Greg: OK… and Circus Maximus actually started in 2000… correct?
Michael: Well, that’s when we became a full line up… me, and Mats on guitar and Truls, his brother, our drummer, had been playing together for something like 12, or 13 or 14 years. We all took notice of each other when we grew up playing all those cover tunes. So they played in another band and I played in another, but I really liked the playing of those guys. So I ended up being in their band, and it ended up being Mats, Truls and I, playing together for many years alone… like a trio. It’s not easy to find members for a band who fit perfectly. So in 2000, was when we became a complete line up.
Greg: So when the line up takes form, is the plan to just play out, have fun and meet girls or is the intent to evolve into an all original band?

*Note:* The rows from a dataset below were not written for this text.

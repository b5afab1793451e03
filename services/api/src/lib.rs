pub mod accounts;
pub mod adapters;
pub mod config;
pub mod error;
pub mod web;

#[cfg(test)]
mod testing;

Michael: At that time, we just wanted to play together as a band. We were not thinking about our future or record deals. We didn’t think about that till later on. Then we saw an ad in a magazine, and it said you could win a record deal. So we thought, “What the heck… let’s make three or four songs.” So we did. And none of those songs are officially out… that’s just old, old stuff. But it ended up that people liked it and said we should send it to some record companies… so we did. But then we recorded three new songs, “Glory of the Empire”, “Imperial Destruction”, and uhhh… a song called “Maryanne”. And then Ken Golden from Laser’s Edge said, “We should do an album together”. And that’s when we finally said, “Hey… we got a record deal”.
Greg: So was Ken the first person to approach with an offer to record a record?

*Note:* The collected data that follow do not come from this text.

//! crates/study_notes_core/src/app.rs
//!
//! The notes screen: composes the session gate and the catalog, and keeps the
//! catalog in step with identity changes.

use std::sync::Arc;
use tracing::warn;

use crate::catalog::{CatalogEngine, CatalogPorts, DeleteOutcome, FavoriteToggle, Reloaded};
use crate::category::Category;
use crate::domain::{DeleteRequest, Identity, Note, NoteDraft, SessionEvent, SignUpProfile};
use crate::error::ScreenError;
use crate::features::{FavoritesMode, FeatureConfig};
use crate::gate::{SessionGate, Transition, VerificationPending};
use crate::ports::AuthProvider;
use uuid::Uuid;

pub struct StudyApp {
    gate: SessionGate,
    catalog: CatalogEngine,
}

impl StudyApp {
    pub fn new(auth: Arc<dyn AuthProvider>, ports: CatalogPorts, features: FeatureConfig) -> Self {
        Self {
            gate: SessionGate::new(auth),
            catalog: CatalogEngine::new(ports, features),
        }
    }

    pub fn gate(&self) -> &SessionGate {
        &self.gate
    }

    pub fn catalog(&self) -> &CatalogEngine {
        &self.catalog
    }

    pub fn identity(&self) -> Option<&Identity> {
        self.gate.identity()
    }

    /// Restores any existing session and loads the notes. Failures are returned
    /// for display; the screen stays usable with whatever could be loaded.
    pub async fn start(&mut self) -> Vec<ScreenError> {
        let mut notices = Vec::new();
        match self.gate.restore().await {
            Ok(transition) => {
                if let Err(e) = self.follow(transition).await {
                    notices.push(e);
                }
            }
            Err(e) => notices.push(e.into()),
        }
        if let Err(e) = self.catalog.load_notes().await {
            notices.push(e.into());
        }
        notices
    }

    //--- Identity -------------------------------------------------------------------------

    pub async fn sign_in(&mut self, email: &str, password: &str) -> Result<(), ScreenError> {
        let transition = self.gate.sign_in(email, password).await?;
        self.follow(transition).await
    }

    pub async fn sign_up(
        &mut self,
        email: &str,
        password: &str,
        profile: &SignUpProfile,
    ) -> Result<VerificationPending, ScreenError> {
        Ok(self.gate.sign_up(email, password, profile).await?)
    }

    pub async fn sign_out(&mut self) -> Result<(), ScreenError> {
        let transition = self.gate.sign_out().await?;
        self.follow(transition).await
    }

    /// Applies a notification from the auth collaborator's subscription.
    pub async fn handle_session_event(&mut self, event: SessionEvent) -> Result<(), ScreenError> {
        let transition = self.gate.apply(event);
        self.follow(transition).await
    }

    async fn follow(&mut self, transition: Transition) -> Result<(), ScreenError> {
        match transition {
            Transition::SignedIn(identity) => {
                let user_id = identity.user_id;
                // Local favorites belong to the visitor, not the account.
                if self.catalog.features().favorites == FavoritesMode::Synced {
                    self.catalog.clear_favorites();
                }
                self.catalog.set_viewer(Some(identity));
                if let Err(e) = self.catalog.load_favorites(user_id).await {
                    warn!(error = %e, %user_id, "Failed to load favorites");
                    return Err(e.into());
                }
            }
            Transition::SignedOut => {
                self.catalog.set_viewer(None);
                self.catalog.clear_favorites();
            }
            Transition::Unchanged => {}
        }
        Ok(())
    }

    //--- Catalog --------------------------------------------------------------------------

    pub fn select_category(&mut self, category: Category) -> Result<(), ScreenError> {
        Ok(self.catalog.select_category(category)?)
    }

    pub fn search(&mut self, term: impl Into<String>) {
        self.catalog.set_search_term(term);
    }

    pub async fn refresh(&mut self) -> Result<(), ScreenError> {
        Ok(self.catalog.load_notes().await?)
    }

    pub async fn toggle_favorite(&mut self, note_id: Uuid) -> Result<FavoriteToggle, ScreenError> {
        Ok(self.catalog.toggle_favorite(note_id).await?)
    }

    pub async fn upload(&mut self, draft: NoteDraft) -> Result<Reloaded<Note>, ScreenError> {
        Ok(self.catalog.upload(draft).await?)
    }

    pub async fn delete_note(&mut self, request: DeleteRequest) -> Result<Reloaded<DeleteOutcome>, ScreenError> {
        Ok(self.catalog.delete_note(request).await?)
    }
}

#[cfg(test)]
mod tests {
    use super::*;
    use crate::domain::Role;
    use crate::error::CatalogError;
    use crate::testing::MemoryBackend;
    use futures::StreamExt;

    fn app(backend: &Arc<MemoryBackend>) -> StudyApp {
        StudyApp::new(backend.clone(), backend.catalog_ports(), FeatureConfig::default())
    }

    #[tokio::test]
    async fn test_start_restores_session_and_loads_favorites() {
        let backend = MemoryBackend::new();
        let user = backend.add_account("student@test", "pw", Role::Student);
        let note = backend.seed_note("Bio Ch1", "Biology");
        backend.seed_note("Optics", "Physics");
        backend.seed_mark(user.user_id, note.id);
        backend.restore_session(user.clone());

        let mut app = app(&backend);
        assert!(app.start().await.is_empty());
        assert_eq!(app.identity(), Some(&user));
        assert_eq!(app.catalog().notes().len(), 2);
        assert!(app.catalog().favorites().contains(note.id));
    }

    #[tokio::test]
    async fn test_start_survives_note_load_failure() {
        let backend = MemoryBackend::new();
        backend.fail_note_reads(true);
        let mut app = app(&backend);

        let notices = app.start().await;
        assert_eq!(notices.len(), 1);
        assert_eq!(notices[0].kind(), "remote");
        assert!(app.catalog().notes().is_empty());
    }

    #[tokio::test]
    async fn test_sign_out_clears_favorites_without_remote_deletes() {
        let backend = MemoryBackend::new();
        let user = backend.add_account("student@test", "pw", Role::Student);
        let note = backend.seed_note("Bio Ch1", "Biology");
        let mut app = app(&backend);
        app.start().await;
        app.sign_in("student@test", "pw").await.unwrap();
        app.toggle_favorite(note.id).await.unwrap();

        app.sign_out().await.unwrap();
        assert!(app.identity().is_none());
        assert!(app.catalog().favorites().is_empty());
        assert_eq!(backend.marks(), vec![crate::domain::FavoriteMark { user_id: user.user_id, note_id: note.id }]);
        assert!(!backend.calls().contains(&"favorites.delete".to_string()));
    }

    #[tokio::test]
    async fn test_sign_in_resyncs_favorites() {
        let backend = MemoryBackend::new();
        let user = backend.add_account("student@test", "pw", Role::Student);
        let note = backend.seed_note("Bio Ch1", "Biology");
        backend.seed_mark(user.user_id, note.id);
        let mut app = app(&backend);
        app.start().await;
        assert!(app.catalog().favorites().is_empty());

        app.sign_in("student@test", "pw").await.unwrap();
        assert!(app.catalog().favorites().contains(note.id));
        assert!(app.catalog().view().cards[0].is_favorite);
    }

    #[tokio::test]
    async fn test_session_events_are_applied_at_any_time() {
        let backend = MemoryBackend::new();
        let user = backend.add_account("student@test", "pw", Role::Student);
        let mut app = app(&backend);
        app.start().await;
        let mut changes = app.gate().session_changes();

        backend.emit(SessionEvent::SignedIn(user.clone()));
        let event = changes.next().await.unwrap();
        app.handle_session_event(event).await.unwrap();
        assert_eq!(app.identity(), Some(&user));

        backend.emit(SessionEvent::TokenExpired);
        let event = changes.next().await.unwrap();
        app.handle_session_event(event).await.unwrap();
        assert!(app.identity().is_none());
        assert!(app.catalog().view().viewer.is_none());
    }

    #[tokio::test]
    async fn test_sign_in_keeps_local_favorites() {
        let backend = MemoryBackend::new();
        backend.add_account("student@test", "pw", Role::Student);
        let note = backend.seed_note("Bio Ch1", "Biology");
        let features = FeatureConfig {
            favorites: FavoritesMode::Local,
            ..FeatureConfig::default()
        };
        let mut app = StudyApp::new(backend.clone(), backend.catalog_ports(), features);
        app.start().await;
        app.toggle_favorite(note.id).await.unwrap();

        app.sign_in("student@test", "pw").await.unwrap();
        assert!(app.catalog().favorites().contains(note.id));
        assert!(backend.marks().is_empty());
    }

    #[tokio::test]
    async fn test_admin_can_upload_after_sign_in() {
        let backend = MemoryBackend::new();
        backend.add_account("admin@test", "pw", Role::Admin);
        let mut app = app(&backend);
        app.start().await;

        let draft = || NoteDraft {
            title: "Bio Ch1".into(),
            subject: "Biology".into(),
            file: Some(crate::domain::UploadFile {
                file_name: "bio.pdf".into(),
                content_type: None,
                bytes: bytes::Bytes::from_static(b"%PDF"),
            }),
        };
        let err = app.upload(draft()).await.unwrap_err();
        assert!(matches!(err, ScreenError::Catalog(CatalogError::Unauthorized(_))));

        app.sign_in("admin@test", "pw").await.unwrap();
        assert!(app.catalog().view().can_manage);
        app.upload(draft()).await.unwrap();
        assert_eq!(app.catalog().notes().len(), 1);
    }
}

Michael: Yes. We sent a demo to Ken Golden and he said, “Wow… we should do a record together and here’s somebody you should contact… Intromental.” So we contacted them and now it’s history.
Greg: Very cool.
Greg: So changing topics a bit… Norway tends to be known for Black Metal. Was there then or is there now, much of a scene for melodic Metal?

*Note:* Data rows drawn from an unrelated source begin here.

//! services/api/src/web/state.rs
//!
//! Defines the application's shared and connection-specific states.

use crate::accounts::AccountService;
use crate::config::Config;
use bytes::Bytes;
use std::sync::Arc;
use study_notes_core::ports::{FavoriteTable, NoteTable, ObjectStore};
use study_notes_core::{CatalogPorts, FeatureConfig, NoteDraft, UploadFile};

//=========================================================================================
// AppState (Shared Across All Connections)
//=========================================================================================

/// The shared application state, created once at startup and passed to all handlers.
#[derive(Clone)]
pub struct AppState {
    pub notes: Arc<dyn NoteTable>,
    pub favorites: Arc<dyn FavoriteTable>,
    pub store: Arc<dyn ObjectStore>,
    pub accounts: AccountService,
    pub config: Arc<Config>,
}

impl AppState {
    pub fn catalog_ports(&self) -> CatalogPorts {
        CatalogPorts {
            notes: self.notes.clone(),
            favorites: self.favorites.clone(),
            store: self.store.clone(),
        }
    }

    pub fn features(&self) -> FeatureConfig {
        self.config.features
    }
}

//=========================================================================================
// PendingUpload (Specific to One WebSocket Connection)
//=========================================================================================

/// An upload announced with `begin_upload` whose bytes are still arriving as
/// binary frames.
#[derive(Debug)]
pub struct PendingUpload {
    pub title: String,
    pub subject: String,
    pub file_name: String,
    pub content_type: Option<String>,
    buffer: Vec<u8>,
}

impl PendingUpload {
    pub fn new(title: String, subject: String, file_name: String, content_type: Option<String>) -> Self {
        Self {
            title,
            subject,
            file_name,
            content_type,
            buffer: Vec::new(),
        }
    }

    /// Appends a chunk. Fails without appending if the total would exceed `limit`.
    pub fn push(&mut self, chunk: &[u8], limit: usize) -> Result<(), usize> {
        if self.buffer.len() + chunk.len() > limit {
            return Err(limit);
        }
        self.buffer.extend_from_slice(chunk);
        Ok(())
    }

    pub fn received(&self) -> usize {
        self.buffer.len()
    }

    pub fn into_draft(self) -> NoteDraft {
        NoteDraft {
            title: self.title,
            subject: self.subject,
            file: Some(UploadFile {
                file_name: self.file_name,
                content_type: self.content_type,
                bytes: Bytes::from(self.buffer),
            }),
        }
    }
}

Michael: There are a couple of bands that make music that is all about the melodies. Of course the majority of bands you’ve heard of from Norway are Black Metal bands. That is actually what Norway is known for.
Greg: OK… so when Glenn announced you were going to be one of the openers for ProgPower VI, I remember most people on the forum were like, “Circus who?” Then, a couple months later you do your set, you kill, and by the time the weekend is over, you’ve begun to cement yourselves as a ProgPower favorite. Talk a little bit about that performance and that experience.
Michael: Wow… it was the best time we ever had, getting to come over to the States and getting to play for totally new people. And of course the festival is so damn good. Everything is taken care of from the moment you arrive. I remember when we arrived in the airport in Atlanta. There was a limo driver with a sign that read, “Circus Maximus”. And of course we came in with our guitars and people were like, “Oh my god, who are those guys? Are you guys in a band or something?”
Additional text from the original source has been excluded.